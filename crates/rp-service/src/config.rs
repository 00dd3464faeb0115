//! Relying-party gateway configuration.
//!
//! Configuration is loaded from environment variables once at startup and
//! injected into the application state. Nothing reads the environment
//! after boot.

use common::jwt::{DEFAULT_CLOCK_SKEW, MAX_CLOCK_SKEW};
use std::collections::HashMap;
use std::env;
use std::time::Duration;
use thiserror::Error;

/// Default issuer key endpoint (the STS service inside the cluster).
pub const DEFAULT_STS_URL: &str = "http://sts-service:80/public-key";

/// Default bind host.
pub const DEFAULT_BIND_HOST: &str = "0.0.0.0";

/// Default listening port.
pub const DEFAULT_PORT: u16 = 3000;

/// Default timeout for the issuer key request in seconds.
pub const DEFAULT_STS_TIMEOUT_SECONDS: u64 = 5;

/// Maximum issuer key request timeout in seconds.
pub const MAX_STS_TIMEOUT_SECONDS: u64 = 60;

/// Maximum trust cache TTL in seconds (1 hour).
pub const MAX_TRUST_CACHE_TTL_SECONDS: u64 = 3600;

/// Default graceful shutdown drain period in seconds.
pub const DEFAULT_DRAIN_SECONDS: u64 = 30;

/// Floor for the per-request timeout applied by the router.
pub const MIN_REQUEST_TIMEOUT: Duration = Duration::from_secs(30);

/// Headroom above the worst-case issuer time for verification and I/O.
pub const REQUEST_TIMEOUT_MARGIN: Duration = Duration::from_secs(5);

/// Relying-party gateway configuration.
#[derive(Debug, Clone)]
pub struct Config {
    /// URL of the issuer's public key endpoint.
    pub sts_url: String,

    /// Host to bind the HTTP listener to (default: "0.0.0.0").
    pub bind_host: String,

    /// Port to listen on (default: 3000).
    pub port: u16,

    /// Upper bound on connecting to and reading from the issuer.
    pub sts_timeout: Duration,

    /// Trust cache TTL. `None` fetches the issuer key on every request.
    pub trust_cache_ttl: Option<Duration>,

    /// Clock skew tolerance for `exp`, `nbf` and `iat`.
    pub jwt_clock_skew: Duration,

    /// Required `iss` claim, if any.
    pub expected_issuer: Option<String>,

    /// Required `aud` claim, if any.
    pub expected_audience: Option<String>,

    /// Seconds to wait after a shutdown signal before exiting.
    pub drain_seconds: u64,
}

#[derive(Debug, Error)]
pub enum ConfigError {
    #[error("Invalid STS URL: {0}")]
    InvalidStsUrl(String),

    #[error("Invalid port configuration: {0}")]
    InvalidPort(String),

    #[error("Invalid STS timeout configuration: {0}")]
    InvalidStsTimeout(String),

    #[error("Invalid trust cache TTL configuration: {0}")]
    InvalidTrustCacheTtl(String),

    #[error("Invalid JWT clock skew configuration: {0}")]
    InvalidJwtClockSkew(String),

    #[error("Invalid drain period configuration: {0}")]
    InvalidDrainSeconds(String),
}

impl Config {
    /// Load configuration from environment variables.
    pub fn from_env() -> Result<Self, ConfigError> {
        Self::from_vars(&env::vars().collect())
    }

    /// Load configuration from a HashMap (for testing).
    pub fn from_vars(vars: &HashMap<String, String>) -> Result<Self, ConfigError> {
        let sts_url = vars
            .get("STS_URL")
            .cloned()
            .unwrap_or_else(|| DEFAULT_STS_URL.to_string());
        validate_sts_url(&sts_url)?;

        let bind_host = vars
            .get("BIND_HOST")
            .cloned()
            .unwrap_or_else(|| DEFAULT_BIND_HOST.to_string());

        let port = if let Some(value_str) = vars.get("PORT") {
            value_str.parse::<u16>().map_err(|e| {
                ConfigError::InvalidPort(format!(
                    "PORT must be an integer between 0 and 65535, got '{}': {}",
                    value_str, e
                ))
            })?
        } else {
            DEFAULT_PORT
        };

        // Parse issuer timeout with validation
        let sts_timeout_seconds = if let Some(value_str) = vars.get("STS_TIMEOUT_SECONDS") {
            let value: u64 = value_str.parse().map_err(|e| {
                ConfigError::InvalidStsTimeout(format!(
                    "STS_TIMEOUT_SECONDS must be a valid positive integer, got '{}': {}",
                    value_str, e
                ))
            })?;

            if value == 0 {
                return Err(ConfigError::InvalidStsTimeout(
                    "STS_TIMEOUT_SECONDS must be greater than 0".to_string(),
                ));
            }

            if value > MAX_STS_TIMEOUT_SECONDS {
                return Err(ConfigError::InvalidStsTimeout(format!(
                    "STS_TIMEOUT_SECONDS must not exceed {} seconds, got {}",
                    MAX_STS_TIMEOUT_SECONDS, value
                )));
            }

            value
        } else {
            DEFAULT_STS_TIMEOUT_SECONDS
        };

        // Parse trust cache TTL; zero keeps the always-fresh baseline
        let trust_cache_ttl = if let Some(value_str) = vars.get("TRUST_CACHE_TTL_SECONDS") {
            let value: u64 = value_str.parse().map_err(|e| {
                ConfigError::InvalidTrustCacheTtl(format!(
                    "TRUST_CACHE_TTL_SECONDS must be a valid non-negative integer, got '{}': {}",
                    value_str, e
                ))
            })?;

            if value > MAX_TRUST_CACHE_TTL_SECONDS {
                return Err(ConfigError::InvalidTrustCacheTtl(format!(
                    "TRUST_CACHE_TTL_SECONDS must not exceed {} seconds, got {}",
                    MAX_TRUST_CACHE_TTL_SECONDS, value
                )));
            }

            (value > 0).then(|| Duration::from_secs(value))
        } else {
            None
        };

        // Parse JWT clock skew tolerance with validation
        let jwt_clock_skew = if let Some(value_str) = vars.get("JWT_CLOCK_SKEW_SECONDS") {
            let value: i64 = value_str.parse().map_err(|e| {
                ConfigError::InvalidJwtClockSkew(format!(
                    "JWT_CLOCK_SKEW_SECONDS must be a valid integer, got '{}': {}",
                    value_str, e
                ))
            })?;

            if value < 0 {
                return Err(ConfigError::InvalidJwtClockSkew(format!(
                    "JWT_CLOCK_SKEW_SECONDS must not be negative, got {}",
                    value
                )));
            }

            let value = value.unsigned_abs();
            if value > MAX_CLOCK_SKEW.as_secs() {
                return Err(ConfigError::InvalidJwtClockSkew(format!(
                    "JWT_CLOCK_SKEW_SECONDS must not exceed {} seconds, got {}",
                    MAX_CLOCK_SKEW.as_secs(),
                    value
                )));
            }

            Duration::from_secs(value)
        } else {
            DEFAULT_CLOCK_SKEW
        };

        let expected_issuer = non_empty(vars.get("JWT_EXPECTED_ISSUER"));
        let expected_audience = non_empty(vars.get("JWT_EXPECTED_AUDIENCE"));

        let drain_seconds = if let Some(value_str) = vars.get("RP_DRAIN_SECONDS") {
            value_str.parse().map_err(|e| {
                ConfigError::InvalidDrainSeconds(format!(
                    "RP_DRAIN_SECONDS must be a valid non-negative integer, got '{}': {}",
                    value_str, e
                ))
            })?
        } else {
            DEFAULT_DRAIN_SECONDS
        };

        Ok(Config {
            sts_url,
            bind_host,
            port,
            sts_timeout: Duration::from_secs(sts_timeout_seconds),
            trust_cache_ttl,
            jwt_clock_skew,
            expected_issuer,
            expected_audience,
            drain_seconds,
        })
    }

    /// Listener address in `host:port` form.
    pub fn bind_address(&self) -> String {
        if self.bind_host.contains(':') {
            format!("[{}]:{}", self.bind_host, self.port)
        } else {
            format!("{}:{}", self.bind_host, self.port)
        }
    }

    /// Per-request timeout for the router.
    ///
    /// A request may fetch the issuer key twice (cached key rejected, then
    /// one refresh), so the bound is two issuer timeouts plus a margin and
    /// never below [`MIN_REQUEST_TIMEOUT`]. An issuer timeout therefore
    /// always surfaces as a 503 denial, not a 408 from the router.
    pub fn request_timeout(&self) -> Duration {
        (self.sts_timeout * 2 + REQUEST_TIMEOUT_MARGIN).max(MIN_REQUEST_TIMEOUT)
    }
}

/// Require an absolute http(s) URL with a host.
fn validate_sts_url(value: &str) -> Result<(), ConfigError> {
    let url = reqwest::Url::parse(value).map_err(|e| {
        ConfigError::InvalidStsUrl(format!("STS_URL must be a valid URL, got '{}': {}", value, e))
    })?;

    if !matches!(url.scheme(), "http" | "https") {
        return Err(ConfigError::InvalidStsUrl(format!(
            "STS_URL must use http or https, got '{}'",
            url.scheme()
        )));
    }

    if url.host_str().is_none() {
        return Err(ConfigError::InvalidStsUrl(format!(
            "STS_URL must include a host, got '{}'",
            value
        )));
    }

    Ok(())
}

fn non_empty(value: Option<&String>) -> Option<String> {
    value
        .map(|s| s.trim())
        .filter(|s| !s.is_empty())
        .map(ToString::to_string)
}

**EXERCISE BRIEF:** In exact wording, restate the lines of the data above from the first through the one holding "public key endpoint.", and stop after that line.

**RESULT BELOW:**
filename crates/rp-service/src/config.rs
repository 00dd3464faeb0115
//! Relying-party gateway configuration.
//!
//! Configuration is loaded from environment variables once at startup and
//! injected into the application state. Nothing reads the environment
//! after boot.

use common::jwt::{DEFAULT_CLOCK_SKEW, MAX_CLOCK_SKEW};
use std::collections::HashMap;
use std::env;
use std::time::Duration;
use thiserror::Error;

/// Default issuer key endpoint (the STS service inside the cluster).
pub const DEFAULT_STS_URL: &str = "http://sts-service:80/public-key";

/// Default bind host.
pub const DEFAULT_BIND_HOST: &str = "0.0.0.0";

/// Default listening port.
pub const DEFAULT_PORT: u16 = 3000;

/// Default timeout for the issuer key request in seconds.
pub const DEFAULT_STS_TIMEOUT_SECONDS: u64 = 5;

/// Maximum issuer key request timeout in seconds.
pub const MAX_STS_TIMEOUT_SECONDS: u64 = 60;

/// Maximum trust cache TTL in seconds (1 hour).
pub const MAX_TRUST_CACHE_TTL_SECONDS: u64 = 3600;

/// Default graceful shutdown drain period in seconds.
pub const DEFAULT_DRAIN_SECONDS: u64 = 30;

/// Floor for the per-request timeout applied by the router.
pub const MIN_REQUEST_TIMEOUT: Duration = Duration::from_secs(30);

/// Headroom above the worst-case issuer time for verification and I/O.
pub const REQUEST_TIMEOUT_MARGIN: Duration = Duration::from_secs(5);

/// Relying-party gateway configuration.
#[derive(Debug, Clone)]
pub struct Config {
    /// URL of the issuer's public key endpoint.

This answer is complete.